NUEVE

Ozman volvió a mirar nerviosamente el reloj. Era la hora, pero no había recibido la esperada señal. ¿Debía entonces proceder de acuerdo con el plan, y descubrirse?

Tal vez la débil señal de radio no podía atravesar la espesa piel del animal —se dijo mientras tomaba el arma y apuntaba cuidadosamente sirviéndose del láser.

Hizo fuego, y el haz de protones saltó detonando la carga explosiva.

Bien, —se dijo—, si los romakas no estaban ya sobre aviso, ahora sin duda lo están.

Unos minutos después, a través del agujero abierto por la explosión, empezaron a entrar infantes de marina de la Utsarpini.

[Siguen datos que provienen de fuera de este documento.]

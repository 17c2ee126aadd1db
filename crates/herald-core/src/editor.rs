use std::{fmt, path::Path};

use serde::{Deserialize, Serialize};
use thiserror::Error;
use tracing::{debug, info, instrument};

use crate::{
    assets::DecodedAudio,
    config::HeraldConfig,
    envelope::MixEnvelope,
    mixdown::{MixedAudio, mix_tracks},
    model::{FadeSpec, MixParams},
    settings::{self, MixSettings},
    timeline::{TimelineLayout, TimelineOptions, compute_layout},
};

#[derive(Debug, Error)]
pub enum EditorError {
    #[error("{field} must be a finite number, got {value}")]
    NonFinite { field: &'static str, value: f64 },
    #[error("{field} must not be negative, got {value}")]
    Negative { field: &'static str, value: f64 },
    #[error("io error: {0}")]
    Io(String),
}

impl From<anyhow::Error> for EditorError {
    fn from(value: anyhow::Error) -> Self {
        Self::Io(value.to_string())
    }
}

#[derive(Debug, Clone, Default, Serialize, Deserialize)]
#[serde(default)]
pub struct MixPatch {
    pub tts_duration_seconds: Option<f64>,
    pub bgm_duration_seconds: Option<f64>,
    pub bgm_offset_seconds: Option<f64>,
    pub fade_in_seconds: Option<f64>,
    pub fade_out_seconds: Option<f64>,
    pub explicit_bgm_end_seconds: Option<f64>,
    pub clear_explicit_bgm_end: bool,
    pub bgm_volume: Option<f32>,
}

#[derive(Debug, Clone, Serialize, Deserialize, PartialEq)]
pub struct MixSnapshot {
    pub revision: u64,
    pub params: MixParams,
    pub layout: TimelineLayout,
    pub envelope: MixEnvelope,
}

type Listener = Box<dyn FnMut(&MixSnapshot) + Send>;

pub struct MixEditor {
    params: MixParams,
    settings: MixSettings,
    timeline_options: TimelineOptions,
    revision: u64,
    listeners: Vec<Listener>,
}

impl fmt::Debug for MixEditor {
    fn fmt(&self, f: &mut fmt::Formatter<'_>) -> fmt::Result {
        f.debug_struct("MixEditor")
            .field("params", &self.params)
            .field("settings", &self.settings)
            .field("timeline_options", &self.timeline_options)
            .field("revision", &self.revision)
            .field("listeners", &self.listeners.len())
            .finish()
    }
}

impl Default for MixEditor {
    fn default() -> Self {
        Self::new(MixSettings::default(), TimelineOptions::default())
    }
}

impl MixEditor {
    #[must_use]
    pub fn new(settings: MixSettings, timeline_options: TimelineOptions) -> Self {
        Self {
            params: settings.seed_params(0.0, 0.0),
            settings,
            timeline_options,
            revision: 0,
            listeners: Vec::new(),
        }
    }

    #[must_use]
    pub fn from_config(config: &HeraldConfig, settings: MixSettings) -> Self {
        Self::new(settings, config.timeline)
    }

    #[must_use]
    pub fn params(&self) -> &MixParams {
        &self.params
    }

    #[must_use]
    pub fn settings(&self) -> &MixSettings {
        &self.settings
    }

    #[must_use]
    pub fn revision(&self) -> u64 {
        self.revision
    }

    #[must_use]
    pub fn layout(&self) -> TimelineLayout {
        compute_layout(&self.params.timeline_input(), &self.timeline_options)
    }

    #[must_use]
    pub fn envelope(&self) -> MixEnvelope {
        MixEnvelope::from_params(&self.params, self.settings.envelope)
    }

    #[must_use]
    pub fn snapshot(&self) -> MixSnapshot {
        MixSnapshot {
            revision: self.revision,
            params: self.params.clone(),
            layout: self.layout(),
            envelope: self.envelope(),
        }
    }

    pub fn subscribe(&mut self, listener: impl FnMut(&MixSnapshot) + Send + 'static) {
        self.listeners.push(Box::new(listener));
        debug!(listeners = self.listeners.len(), "mix listener registered");
    }

    #[instrument(skip(self), fields(revision = self.revision))]
    pub fn load_tracks(
        &mut self,
        tts_duration_seconds: f64,
        bgm_duration_seconds: f64,
    ) -> Result<MixSnapshot, EditorError> {
        let tts_duration_seconds = non_negative("tts_duration_seconds", tts_duration_seconds)?;
        let bgm_duration_seconds = non_negative("bgm_duration_seconds", bgm_duration_seconds)?;

        self.params = self
            .settings
            .seed_params(tts_duration_seconds, bgm_duration_seconds);
        info!("tracks loaded into mix editor");
        Ok(self.commit())
    }

    #[instrument(skip(self, patch), fields(revision = self.revision))]
    pub fn apply(&mut self, patch: MixPatch) -> Result<MixSnapshot, EditorError> {
        let mut next = self.params.clone();

        if let Some(value) = patch.tts_duration_seconds {
            next.tts_duration_seconds = non_negative("tts_duration_seconds", value)?;
        }
        if let Some(value) = patch.bgm_duration_seconds {
            next.bgm_duration_seconds = non_negative("bgm_duration_seconds", value)?;
        }
        if let Some(value) = patch.bgm_offset_seconds {
            next.bgm_offset_seconds = finite("bgm_offset_seconds", value)?;
        }

        let fade_in = match patch.fade_in_seconds {
            Some(value) => non_negative("fade_in_seconds", value)?,
            None => next.fades.fade_in_seconds,
        };
        let fade_out = match patch.fade_out_seconds {
            Some(value) => non_negative("fade_out_seconds", value)?,
            None => next.fades.fade_out_seconds,
        };
        next.fades = FadeSpec::new(fade_in, fade_out);

        if patch.clear_explicit_bgm_end {
            next.explicit_bgm_end_seconds = None;
        }
        if let Some(value) = patch.explicit_bgm_end_seconds {
            next.explicit_bgm_end_seconds = Some(non_negative("explicit_bgm_end_seconds", value)?);
        }
        if let Some(value) = patch.bgm_volume {
            next.bgm_volume = non_negative("bgm_volume", f64::from(value))? as f32;
        }

        if next == self.params {
            debug!("mix patch was a noop");
            return Ok(self.snapshot());
        }

        self.params = next;
        info!(
            offset = self.params.bgm_offset_seconds,
            fade_in = self.params.fades.fade_in_seconds,
            fade_out = self.params.fades.fade_out_seconds,
            "mix parameters patched"
        );
        Ok(self.commit())
    }

    #[instrument(skip(self, update), fields(revision = self.revision))]
    pub fn update_settings(&mut self, update: impl FnOnce(&mut MixSettings)) -> MixSnapshot {
        update(&mut self.settings);
        self.settings.touch();
        info!(envelope = ?self.settings.envelope, "mix settings updated");
        self.commit()
    }

    #[instrument(skip(self), fields(path = %path.display()))]
    pub fn save_settings(&self, path: &Path) -> Result<(), EditorError> {
        settings::save_settings(path, &self.settings)?;
        Ok(())
    }

    #[instrument(skip(self), fields(path = %path.display()))]
    pub fn load_settings(&mut self, path: &Path) -> Result<MixSnapshot, EditorError> {
        self.settings = settings::load_settings(path)?;
        Ok(self.commit())
    }

    #[instrument(skip(self, tts, bgm), fields(revision = self.revision))]
    pub fn render(&self, tts: &DecodedAudio, bgm: Option<&DecodedAudio>) -> MixedAudio {
        mix_tracks(tts, bgm, &self.params, &self.envelope())
    }

    fn commit(&mut self) -> MixSnapshot {
        self.revision += 1;
        let snapshot = self.snapshot();
        for listener in &mut self.listeners {
            listener(&snapshot);
        }
        debug!(
            revision = snapshot.revision,
            total_duration = snapshot.layout.total_duration_seconds,
            "mix snapshot published"
        );
        snapshot
    }
}

fn finite(field: &'static str, value: f64) -> Result<f64, EditorError> {
    if value.is_finite() {
        Ok(value)
    } else {
        Err(EditorError::NonFinite { field, value })
    }
}

fn non_negative(field: &'static str, value: f64) -> Result<f64, EditorError> {
    let value = finite(field, value)?;
    if value < 0.0 {
        return Err(EditorError::Negative { field, value });
    }
    Ok(value)
}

Incluso con la armadura de combate puesta, Ozman reconoció la pesada figura del sargento Bana. Se acerco a él.

—Le felicito, Ozman. Una sincronización perfecta. Me alegro de no haber tenido que utilizar nuestros explosivos. No se estaba nada seguro colgando ahí fuera.

—Gracias, sargento. Es mejor que nos pongamos en marcha; seguro que los romakas han oído la explosión, y no tardarán mucho en llegar…

Ozman no se equivocaba. Unos minutos después, los veinte hombres desandaban el camino recorrido horas atrás por Ozman.

En el pecho de uno de ellos pareció encenderse una diminuta luz roja. Casi al instante caía hacia atrás con una perforación perfectamente circular en su armadura.

Antes que el cuerpo del infante tocara el suelo, otros tres más fueron alcanzados, siempre por certeros disparos en el pecho.

Las armaduras de poco servían contra las armas de partículas.

Ozman reaccionó, mientras por el rabillo del ojo veía caer a otro de sus compañeros.

Había visto un relampagueó rojizo a lo lejos. Quizás demasiado lejos para una puntería tan certera. Pero recordó las características de las armas del Imperio, una de las cuales tenía ahora entre sus manos.

Abrió al máximo el haz láser de su arma, y la utilizó como una linterna de largo alcance.

A unos trescientos metros avanzaba uno de los vagones del monorraíl repleto de soldados imperiales. La luz roja los deslumbró durante un instante mientras intentaban, desesperadamente, ajustar los visores de sus cascos.

Todos los hombres de la Utsarpini empezaron a disparar a la vez.

Ozman se vio rodeado por un espectacular —pero silencioso por la falta de aire— fuego a discreción.

Los casquillos vacíos saltaban en todas direcciones, rebotando contra las armaduras.

Mantuvo su haz lo suficiente para ver cómo el vagón, alcanzado por innumerables impactos de la pesada munición de los infantes, se salía del raíl, y dando varias vueltas de campana, que arrancaron violentos chispazos de las partes metálicas, acababa por detenerse a pocos metros de ellos, completamente destrozado.

Los infantes se acercaron para contemplar el daño producido. Discernibles a través del humo, enredados en grotescas posiciones entre los fragmentos metálicos del vagón, se veían cinco cuerpos horriblemente mutilados.

Bana se volvió y contempló tristemente los siete infantes que habían quedado en el camino.

Una amarga victoria —pensó. Siete contra cinco. Había perdido un tercio de sus tropas en el primer encuentro. ¡Y aún no habían entrado en la Estación!